» **Problem to work on**
Exactly reproduce the data from its first line through the line with "strictly increasing timestamps.", leaving out every line after it.

*** Opening Exercise data ***

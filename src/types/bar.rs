use chrono::{DateTime, Utc};
use rust_decimal::Decimal;
use serde::{Deserialize, Serialize};

use crate::error::ValidatorError;

/// One OHLCV sample. Immutable once loaded into a [`BarSeries`].
#[derive(Debug, Clone, Serialize, Deserialize)]
pub struct Bar {
    pub timestamp: DateTime<Utc>,
    pub open: Decimal,
    pub high: Decimal,
    pub low: Decimal,
    pub close: Decimal,
    pub volume: Decimal,
}

/// Ordered, validated sequence of bars with strictly increasing timestamps.
#[derive(Debug, Clone, Default)]
pub struct BarSeries {
    bars: Vec<Bar>,
}

impl BarSeries {
    pub fn new(bars: Vec<Bar>) -> Result<Self, ValidatorError> {
        for i in 1..bars.len() {
            if bars[i].timestamp <= bars[i - 1].timestamp {
                return Err(ValidatorError::UnorderedBars(i));
            }
        }
        Ok(Self { bars })
    }

    pub fn bars(&self) -> &[Bar] {
        &self.bars
    }

    pub fn len(&self) -> usize {
        self.bars.len()
    }

    pub fn is_empty(&self) -> bool {
        self.bars.is_empty()
    }

    pub fn first_timestamp(&self) -> Option<DateTime<Utc>> {
        self.bars.first().map(|b| b.timestamp)
    }

    pub fn last_timestamp(&self) -> Option<DateTime<Utc>> {
        self.bars.last().map(|b| b.timestamp)
    }

    /// Bars with `start <= timestamp < end`. Ordering is preserved, so the
    /// result is a valid series by construction.
    pub fn between(&self, start: DateTime<Utc>, end: DateTime<Utc>) -> BarSeries {
        let bars = self
            .bars
            .iter()
            .filter(|b| b.timestamp >= start && b.timestamp < end)
            .cloned()
            .collect();
        BarSeries { bars }
    }
}

#[cfg(test)]
mod tests {
    use super::*;
    use chrono::TimeZone;
    use rust_decimal_macros::dec;

    fn bar(hour: u32) -> Bar {
        Bar {
            timestamp: Utc.with_ymd_and_hms(2024, 1, 1, hour, 0, 0).unwrap(),
            open: dec!(100),
            high: dec!(101),
            low: dec!(99),
            close: dec!(100),
            volume: dec!(10),
        }
    }

    #[test]
    fn test_rejects_unordered_bars() {
        let result = BarSeries::new(vec![bar(2), bar(1)]);
        assert!(matches!(result, Err(ValidatorError::UnorderedBars(1))));
    }

    #[test]
    fn test_between_is_half_open() {
        let series = BarSeries::new(vec![bar(0), bar(1), bar(2), bar(3)]).unwrap();
        let start = Utc.with_ymd_and_hms(2024, 1, 1, 1, 0, 0).unwrap();
        let end = Utc.with_ymd_and_hms(2024, 1, 1, 3, 0, 0).unwrap();
        let slice = series.between(start, end);
        assert_eq!(slice.len(), 2);
        assert_eq!(slice.first_timestamp(), Some(start));
    }
}
use rand::rngs::StdRng;
use rand::{Rng, SeedableRng};
use rust_decimal::Decimal;
use rust_decimal::prelude::ToPrimitive;
use serde::{Deserialize, Serialize};
use tracing::{debug, info};

use crate::types::Trade;

/// Caller-facing bounds on the simulation count.
pub const MIN_SIMULATIONS: usize = 1_000;
pub const MAX_SIMULATIONS: usize = 50_000;

/// How many full equity paths are retained for visualization; the remaining
/// simulations keep only their terminal value.
const SAMPLE_CURVE_LIMIT: usize = 100;

/// Configuration for the bootstrap resampling run.
#[derive(Debug, Clone, Serialize, Deserialize)]
pub struct MonteCarloConfig {
    pub num_simulations: usize,
    /// Informational only; does not change the algorithm.
    pub confidence_level: f64,
    /// Half-width of the uniform multiplicative variance applied to each
    /// resampled P&L (0.10 = factors in [0.9, 1.1]). 0 disables.
    pub variance_pct: f64,
    /// Probability that a resampled trade is zeroed out, modeling a fill
    /// that never happened. 0 disables.
    pub failure_probability: f64,
    /// Explicit seed for reproducible runs; `None` seeds from entropy.
    pub seed: Option<u64>,
}

impl Default for MonteCarloConfig {
    fn default() -> Self {
        Self {
            num_simulations: 10_000,
            confidence_level: 95.0,
            variance_pct: 0.10,
            failure_probability: 0.05,
            seed: None,
        }
    }
}

/// Terminal-equity distribution summary across all simulations.
#[derive(Debug, Clone, Serialize, Deserialize)]
pub struct MonteCarloResult {
    pub num_simulations: usize,
    pub confidence_level: f64,

    pub percentile_5: f64,
    pub percentile_25: f64,
    pub percentile_50: f64,
    pub percentile_75: f64,
    pub percentile_95: f64,

    pub mean_final_equity: f64,
    pub std_final_equity: f64,
    pub min_final_equity: f64,
    pub max_final_equity: f64,

    /// Fraction of simulations ending above initial capital, 0-100.
    pub probability_of_profit: f64,
    /// Fraction of simulations ending below half the initial capital, 0-100.
    pub probability_of_ruin: f64,

    pub sample_curves: Vec<Vec<f64>>,
}

/// Bootstrap-resamples the ledger's P&L values to produce a distribution of
/// plausible terminal equities.
///
/// Resampling with replacement deliberately breaks temporal ordering; this
/// is a distribution stress test, not a sequence-preserving simulation.
pub struct MonteCarloSimulator {
    config: MonteCarloConfig,
}

impl MonteCarloSimulator {
    pub fn new(config: MonteCarloConfig) -> Self {
        Self { config }
    }

    pub fn run(&self, trades: &[Trade], initial_capital: Decimal) -> MonteCarloResult {
        let pnls: Vec<Decimal> = trades.iter().map(|t| t.net_pnl).collect();
        self.run_on_pnls(&pnls, initial_capital)
    }

    pub fn run_on_pnls(&self, pnls: &[Decimal], initial_capital: Decimal) -> MonteCarloResult {
        let num_simulations = self
            .config
            .num_simulations
            .clamp(MIN_SIMULATIONS, MAX_SIMULATIONS);
        let capital = initial_capital.to_f64().unwrap_or(0.0);
        // Convert once; the inner loop stays in f64.
        let pnls: Vec<f64> = pnls.iter().map(|p| p.to_f64().unwrap_or(0.0)).collect();

        info!(
            simulations = num_simulations,
            trades = pnls.len(),
            seeded = self.config.seed.is_some(),
            "Running Monte Carlo resampling"
        );

        let mut rng = match self.config.seed {
            Some(seed) => StdRng::seed_from_u64(seed),
            None => StdRng::from_entropy(),
        };

        let mut final_equities = Vec::with_capacity(num_simulations);
        let mut sample_curves = Vec::with_capacity(SAMPLE_CURVE_LIMIT);

        for sim in 0..num_simulations {
            let keep_curve = sim < SAMPLE_CURVE_LIMIT;
            let mut equity = capital;
            let mut curve = if keep_curve {
                let mut c = Vec::with_capacity(pnls.len() + 1);
                c.push(equity);
                c
            } else {
                Vec::new()
            };

            for _ in 0..pnls.len() {
                let mut pnl = pnls[rng.gen_range(0..pnls.len())];
                if self.config.variance_pct > 0.0 {
                    let factor = rng.gen_range(1.0 - self.config.variance_pct..1.0 + self.config.variance_pct);
                    pnl *= factor;
                }
                if self.config.failure_probability > 0.0
                    && rng.gen::<f64>() < self.config.failure_probability
                {
                    pnl = 0.0;
                }
                equity += pnl;
                if keep_curve {
                    curve.push(equity);
                }
            }

            final_equities.push(equity);
            if keep_curve {
                sample_curves.push(curve);
            }

            if (sim + 1) % 5_000 == 0 {
                debug!(completed = sim + 1, "Monte Carlo progress");
            }
        }

        summarize(
            &mut final_equities,
            capital,
            num_simulations,
            self.config.confidence_level,
            sample_curves,
        )
    }
}

fn summarize(
    final_equities: &mut [f64],
    capital: f64,
    num_simulations: usize,
    confidence_level: f64,
    sample_curves: Vec<Vec<f64>>,
) -> MonteCarloResult {
    let n = final_equities.len() as f64;
    let mean = final_equities.iter().sum::<f64>() / n;
    let variance = final_equities.iter().map(|e| (e - mean).powi(2)).sum::<f64>() / n;

    let profitable = final_equities.iter().filter(|&&e| e > capital).count();
    let ruined = final_equities.iter().filter(|&&e| e < capital * 0.5).count();

    final_equities.sort_by(|a, b| a.partial_cmp(b).expect("terminal equity is finite"));

    MonteCarloResult {
        num_simulations,
        confidence_level,
        percentile_5: percentile(final_equities, 5.0),
        percentile_25: percentile(final_equities, 25.0),
        percentile_50: percentile(final_equities, 50.0),
        percentile_75: percentile(final_equities, 75.0),
        percentile_95: percentile(final_equities, 95.0),
        mean_final_equity: mean,
        std_final_equity: variance.sqrt(),
        min_final_equity: final_equities.first().copied().unwrap_or(0.0),
        max_final_equity: final_equities.last().copied().unwrap_or(0.0),
        probability_of_profit: profitable as f64 / n * 100.0,
        probability_of_ruin: ruined as f64 / n * 100.0,
        sample_curves,
    }
}

fn percentile(sorted: &[f64], p: f64) -> f64 {
    if sorted.is_empty() {
        return 0.0;
    }
    if sorted.len() == 1 {
        return sorted[0];
    }
    let rank = p / 100.0 * (sorted.len() - 1) as f64;
    let low = rank.floor() as usize;
    let high = rank.ceil() as usize;
    if low == high {
        sorted[low]
    } else {
        let weight = rank - low as f64;
        sorted[low] * (1.0 - weight) + sorted[high] * weight
    }
}
pub mod montecarlo;
pub mod reality;
pub mod walkforward;

pub use montecarlo::*;
pub use reality::*;
pub use walkforward::*;
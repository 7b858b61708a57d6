use rust_decimal::Decimal;
use rust_decimal_macros::dec;
use serde::{Deserialize, Serialize};
use std::fmt;

/// Trade direction for a backtested signal.
#[derive(Debug, Clone, Copy, PartialEq, Eq, Serialize, Deserialize)]
#[serde(rename_all = "lowercase")]
pub enum Direction {
    Long,
    Short,
}

impl Direction {
    pub fn as_str(&self) -> &'static str {
        match self {
            Direction::Long => "long",
            Direction::Short => "short",
        }
    }

    pub fn from_str(s: &str) -> Option<Self> {
        match s.to_lowercase().as_str() {
            "long" => Some(Direction::Long),
            "short" => Some(Direction::Short),
            _ => None,
        }
    }
}

impl fmt::Display for Direction {
    fn fmt(&self, f: &mut fmt::Formatter<'_>) -> fmt::Result {
        write!(f, "{}", self.as_str())
    }
}

/// Describes the signal under validation. Supplied once per run; immutable.
#[derive(Debug, Clone, Serialize, Deserialize)]
pub struct SignalSpec {
    pub symbol: String,
    pub timeframe: String,
    pub direction: Direction,
    /// Stop-loss distance as a multiple of the 14-period ATR.
    pub stop_atr_multiple: Decimal,
    /// Take-profit distance as a multiple of the 14-period ATR.
    pub target_atr_multiple: Decimal,
}

impl SignalSpec {
    pub fn new(symbol: impl Into<String>, timeframe: impl Into<String>, direction: Direction) -> Self {
        Self {
            symbol: symbol.into(),
            timeframe: timeframe.into(),
            direction,
            stop_atr_multiple: dec!(2.0),
            target_atr_multiple: dec!(3.0),
        }
    }

    pub fn with_multiples(mut self, stop: Decimal, target: Decimal) -> Self {
        self.stop_atr_multiple = stop;
        self.target_atr_multiple = target;
        self
    }
}

/// Trading session bucket derived from the entry hour (UTC).
#[derive(Debug, Clone, Copy, PartialEq, Eq, Hash, Serialize, Deserialize)]
pub enum TradingSession {
    Asia,
    London,
    NewYork,
}

impl TradingSession {
    /// [0,8) Asia, [8,13) London, [13,22) New York, [22,24) Asia.
    pub fn from_hour(hour: u32) -> Self {
        match hour {
            8..=12 => TradingSession::London,
            13..=21 => TradingSession::NewYork,
            _ => TradingSession::Asia,
        }
    }

    pub fn as_str(&self) -> &'static str {
        match self {
            TradingSession::Asia => "Asia",
            TradingSession::London => "London",
            TradingSession::NewYork => "New York",
        }
    }
}

impl fmt::Display for TradingSession {
    fn fmt(&self, f: &mut fmt::Formatter<'_>) -> fmt::Result {
        write!(f, "{}", self.as_str())
    }
}

#[cfg(test)]
mod tests {
    use super::*;

    #[test]
    fn test_session_boundaries() {
        assert_eq!(TradingSession::from_hour(0), TradingSession::Asia);
        assert_eq!(TradingSession::from_hour(7), TradingSession::Asia);
        assert_eq!(TradingSession::from_hour(8), TradingSession::London);
        assert_eq!(TradingSession::from_hour(12), TradingSession::London);
        assert_eq!(TradingSession::from_hour(13), TradingSession::NewYork);
        assert_eq!(TradingSession::from_hour(21), TradingSession::NewYork);
        assert_eq!(TradingSession::from_hour(22), TradingSession::Asia);
        assert_eq!(TradingSession::from_hour(23), TradingSession::Asia);
    }

    #[test]
    fn test_signal_defaults() {
        let spec = SignalSpec::new("BTC/USDT", "1h", Direction::Long);
        assert_eq!(spec.stop_atr_multiple, dec!(2.0));
        assert_eq!(spec.target_atr_multiple, dec!(3.0));
    }

    #[test]
    fn test_signal_multiples_override() {
        let spec = SignalSpec::new("BTC/USDT", "1h", Direction::Long)
            .with_multiples(dec!(1.5), dec!(4));
        assert_eq!(spec.stop_atr_multiple, dec!(1.5));
        assert_eq!(spec.target_atr_multiple, dec!(4));
    }
}
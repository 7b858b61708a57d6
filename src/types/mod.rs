pub mod bar;
pub mod signal;
pub mod trade;

pub use bar::*;
pub use signal::*;
pub use trade::*;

*** Closing Exercise data ***

» **Solution to this problem**
filename src/types/bar.rs
use chrono::{DateTime, Utc};
use rust_decimal::Decimal;
use serde::{Deserialize, Serialize};

use crate::error::ValidatorError;

/// One OHLCV sample. Immutable once loaded into a [`BarSeries`].
#[derive(Debug, Clone, Serialize, Deserialize)]
pub struct Bar {
    pub timestamp: DateTime<Utc>,
    pub open: Decimal,
    pub high: Decimal,
    pub low: Decimal,
    pub close: Decimal,
    pub volume: Decimal,
}

/// Ordered, validated sequence of bars with strictly increasing timestamps.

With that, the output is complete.